Instructions to follow:
What is the number of lines in these records with "lookup" in them? Answer with that number only.

Records to process START

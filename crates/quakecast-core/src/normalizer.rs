//! Maps strategy outcomes and gateway errors to one response contract.
//!
//! | Outcome | Status | Body |
//! |---------|--------|------|
//! | Invalid source | 400 | `{message, valid_sources}` |
//! | Invalid identifier, validation failure, duplicate id, unsupported lookup | 400 | `{message}` |
//! | Record found | 200 | record |
//! | Record absent | 404 | `{message}` |
//! | Collection (possibly empty) | 200 | array |
//! | Provider payload | 200 | payload |
//! | Created | 201 | record with `_id` |
//! | Deleted | 200 | deleted record |
//! | Nothing to delete | 204 | none |
//! | Store unavailable | 503 | `{message}` |
//! | Other store or upstream failure | 500 | `{message}` |

use serde::Serialize;
use serde_json::{json, Value};

use crate::domain::{RecordKind, Stored};
use crate::GatewayError;

/// Status code and optional JSON body handed to the transport layer.
#[derive(Debug, Clone, PartialEq)]
pub struct GatewayResponse {
    pub status: u16,
    pub body: Option<Value>,
}

impl GatewayResponse {
    pub fn new(status: u16, body: Value) -> Self {
        Self {
            status,
            body: Some(body),
        }
    }

    pub const fn empty(status: u16) -> Self {
        Self { status, body: None }
    }

    pub fn message(status: u16, message: impl Into<String>) -> Self {
        Self::new(status, json!({ "message": message.into() }))
    }

    pub const fn is_success(&self) -> bool {
        self.status >= 200 && self.status < 300
    }
}

/// Successful result of a gateway operation, before normalization.
#[derive(Debug, Clone, PartialEq)]
pub enum Outcome<R> {
    Found(Stored<R>),
    Absent,
    Collection(Vec<Stored<R>>),
    Payload(Value),
    Created(Stored<R>),
    Deleted(Stored<R>),
    NothingToDelete,
}

pub fn normalize<R: Serialize>(
    kind: RecordKind,
    result: Result<Outcome<R>, GatewayError>,
) -> GatewayResponse {
    match result {
        Ok(outcome) => normalize_outcome(kind, outcome),
        Err(error) => normalize_error(&error),
    }
}

fn normalize_outcome<R: Serialize>(kind: RecordKind, outcome: Outcome<R>) -> GatewayResponse {
    let (status, body) = match outcome {
        Outcome::Absent => return GatewayResponse::message(404, kind.not_found_message()),
        Outcome::NothingToDelete => return GatewayResponse::empty(204),
        Outcome::Payload(payload) => return GatewayResponse::new(200, payload),
        Outcome::Found(record) | Outcome::Deleted(record) => (200, serde_json::to_value(record)),
        Outcome::Created(record) => (201, serde_json::to_value(record)),
        Outcome::Collection(records) => (200, serde_json::to_value(records)),
    };

    match body {
        Ok(body) => GatewayResponse::new(status, body),
        Err(error) => normalize_error(&GatewayError::Store(format!(
            "record could not be serialized: {error}"
        ))),
    }
}

pub fn normalize_error(error: &GatewayError) -> GatewayResponse {
    match error {
        GatewayError::InvalidSource { valid_sources, .. } => GatewayResponse::new(
            400,
            json!({
                "message": error.to_string(),
                "valid_sources": valid_sources,
            }),
        ),
        GatewayError::StoreUnavailable(_) => GatewayResponse::message(503, error.to_string()),
        error if error.is_client_error() => GatewayResponse::message(400, error.to_string()),
        error => GatewayResponse::message(500, error.to_string()),
    }
}

#[cfg(test)]
mod tests {
    use super::*;
    use crate::domain::{Condition, RecordId, WeatherObservation};
    use crate::ValidationError;

    fn stored() -> Stored<WeatherObservation> {
        Stored {
            storage_id: String::from("f00"),
            record: WeatherObservation::new(
                RecordId::parse(RecordKind::Weather, "clima_1").expect("id"),
                "Caracas",
                30.7,
                82.0,
                Condition::Soleado,
            )
            .expect("observation"),
        }
    }

    #[test]
    fn empty_collection_is_ok_with_empty_array() {
        let response = normalize::<WeatherObservation>(
            RecordKind::Weather,
            Ok(Outcome::Collection(Vec::new())),
        );
        assert_eq!(response, GatewayResponse::new(200, json!([])));
    }

    #[test]
    fn created_record_carries_storage_identity() {
        let response = normalize(RecordKind::Weather, Ok(Outcome::Created(stored())));
        assert_eq!(response.status, 201);
        assert_eq!(response.body.expect("body")["_id"], "f00");
    }

    #[test]
    fn absent_and_nothing_to_delete_differ() {
        let absent = normalize::<WeatherObservation>(RecordKind::Weather, Ok(Outcome::Absent));
        let nothing =
            normalize::<WeatherObservation>(RecordKind::Weather, Ok(Outcome::NothingToDelete));

        assert_eq!(absent, GatewayResponse::message(404, "weather record not found"));
        assert_eq!(nothing, GatewayResponse::empty(204));
    }

    #[test]
    fn invalid_source_lists_valid_sources() {
        let response = normalize_error(&GatewayError::InvalidSource {
            source_key: String::from("NOAA"),
            valid_sources: vec!["local", "OpenWeatherMap", "WeatherAPI"],
        });

        assert_eq!(response.status, 400);
        let body = response.body.expect("body");
        assert_eq!(body["valid_sources"], json!(["local", "OpenWeatherMap", "WeatherAPI"]));
        assert!(body["message"].as_str().expect("message").contains("NOAA"));
    }

    #[test]
    fn error_statuses_follow_the_taxonomy() {
        let cases = [
            (GatewayError::from(ValidationError::invalid_id(RecordKind::Seismic)), 400),
            (GatewayError::SchemaValidation(ValidationError::MissingField { field: "city" }), 400),
            (GatewayError::DuplicateIdentifier { id: String::from("clima_1") }, 400),
            (GatewayError::UnsupportedLookup { source_key: "USGS", lookup: "identifier" }, 400),
            (GatewayError::UpstreamResolution(String::from("x")), 500),
            (GatewayError::UpstreamFetch(String::from("x")), 500),
            (GatewayError::Store(String::from("x")), 500),
            (GatewayError::StoreUnavailable(String::from("x")), 503),
        ];

        for (error, status) in cases {
            let response = normalize_error(&error);
            assert_eq!(response.status, status, "{error:?}");
            assert!(response.body.expect("body")["message"].is_string());
        }
    }
}
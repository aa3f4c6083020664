use std::fmt::{Display, Formatter};

use serde::de::Error as DeError;
use serde::{Deserialize, Deserializer, Serialize, Serializer};
use time::format_description::BorrowedFormatItem;
use time::macros::format_description;
use time::Date;

use crate::ValidationError;

const ISO_DATE: &[BorrowedFormatItem<'static>] = format_description!("[year]-[month]-[day]");

/// Calendar date serialized as `YYYY-MM-DD`.
#[derive(Debug, Clone, Copy, PartialEq, Eq, PartialOrd, Ord, Hash)]
pub struct RecordDate(Date);

impl RecordDate {
    /// Parse a four-digit-year calendar date. Signed years are rejected.
    pub fn parse(input: &str) -> Result<Self, ValidationError> {
        let invalid = || ValidationError::InvalidDate {
            value: input.to_owned(),
        };

        if input.starts_with(['+', '-']) {
            return Err(invalid());
        }

        Date::parse(input, ISO_DATE).map(Self).map_err(|_| invalid())
    }

    pub const fn into_inner(self) -> Date {
        self.0
    }

    pub fn format_iso(self) -> String {
        self.0
            .format(ISO_DATE)
            .expect("RecordDate must be YYYY-MM-DD formattable")
    }
}

impl Display for RecordDate {
    fn fmt(&self, f: &mut Formatter<'_>) -> std::fmt::Result {
        f.write_str(&self.format_iso())
    }
}

impl Serialize for RecordDate {
    fn serialize<S>(&self, serializer: S) -> Result<S::Ok, S::Error>
    where
        S: Serializer,
    {
        serializer.serialize_str(&self.format_iso())
    }
}

impl<'de> Deserialize<'de> for RecordDate {
    fn deserialize<D>(deserializer: D) -> Result<Self, D::Error>
    where
        D: Deserializer<'de>,
    {
        let value = String::deserialize(deserializer)?;
        Self::parse(&value).map_err(D::Error::custom)
    }
}
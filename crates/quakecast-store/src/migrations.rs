use ::duckdb::{Connection, ToSql};

struct Migration {
    version: &'static str,
    sql: &'static str,
}

const MIGRATIONS: &[Migration] = &[
    Migration {
        version: "0001_record_tables",
        sql: r#"
CREATE SEQUENCE IF NOT EXISTS record_seq START 1;

CREATE TABLE IF NOT EXISTS seismic_events (
    id TEXT PRIMARY KEY,
    storage_id TEXT NOT NULL UNIQUE,
    seq BIGINT NOT NULL DEFAULT nextval('record_seq'),
    magnitude DOUBLE NOT NULL CHECK (magnitude >= 0),
    depth DOUBLE NOT NULL CHECK (depth >= 0),
    location TEXT NOT NULL,
    date DATE NOT NULL
);

CREATE TABLE IF NOT EXISTS weather_observations (
    id TEXT PRIMARY KEY,
    storage_id TEXT NOT NULL UNIQUE,
    seq BIGINT NOT NULL DEFAULT nextval('record_seq'),
    city TEXT NOT NULL,
    temperature DOUBLE NOT NULL,
    humidity DOUBLE NOT NULL CHECK (humidity >= 0),
    condition TEXT NOT NULL
);
"#,
    },
    Migration {
        version: "0002_indexes",
        sql: r#"
CREATE INDEX IF NOT EXISTS idx_seismic_events_seq ON seismic_events(seq);
CREATE INDEX IF NOT EXISTS idx_weather_observations_seq ON weather_observations(seq);
"#,
    },
];

pub fn apply_migrations(connection: &Connection) -> Result<(), ::duckdb::Error> {
    connection.execute_batch(
        r#"
CREATE TABLE IF NOT EXISTS schema_migrations (
    version TEXT PRIMARY KEY,
    applied_at TIMESTAMP NOT NULL DEFAULT CURRENT_TIMESTAMP
);
"#,
    )?;

    for migration in MIGRATIONS {
        let params: [&dyn ToSql; 1] = [&migration.version];
        let applied_count: i64 = connection.query_row(
            "SELECT COUNT(*) FROM schema_migrations WHERE version = ?",
            params.as_slice(),
            |row| row.get(0),
        )?;

        if applied_count == 0 {
            connection.execute_batch(migration.sql)?;
            connection.execute(
                "INSERT INTO schema_migrations (version) VALUES (?)",
                params.as_slice(),
            )?;
        }
    }

    Ok(())
}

Records to process END

Reply:
2